//! This module contains the interface to accelerated exploration techniques,
//! such as veritesting, that resolve many steps of a path in a single call.
//!
//! Any configuration of the technique belongs to the implementor. The path
//! group only decides _when_ to invoke it and how to fold its result back into
//! its own stashes.

use std::{fmt::Debug, rc::Rc};

use crate::{error::execution, path::Path, stash::Stashes};

/// A dynamically dispatched [`Accelerator`] instance.
pub type DynAccelerator<P> = Rc<dyn Accelerator<P>>;

/// The interface to a technique that explores a path through many steps at
/// once.
pub trait Accelerator<P>
where
    Self: Debug,
    P: Path,
{
    /// Explores from `path`, returning the stashes that the nested exploration
    /// ended with.
    ///
    /// The paths in the [`crate::constant::DEVIATED`] and
    /// [`crate::constant::SUCCESSFUL`] stashes (as well as any left in
    /// [`crate::constant::ACTIVE`]) become the successors of `path`. All other
    /// stashes are merged into the stashes of the same name in the calling
    /// path group.
    ///
    /// Returns [`None`] if the technique produced no usable result, in which
    /// case `path` is stepped normally.
    ///
    /// # Errors
    ///
    /// Returns [`Err`] if the technique fails unexpectedly.
    fn accelerate(&self, path: &P) -> execution::Result<Option<Stashes<P>>>;
}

=====

- Your goal:
Restate exactly each line of the data from the one bearing "fn accelerate(&self, path: &P)" to the end, and add nothing.

- Exercise solution:
    fn accelerate(&self, path: &P) -> execution::Result<Option<Stashes<P>>>;
}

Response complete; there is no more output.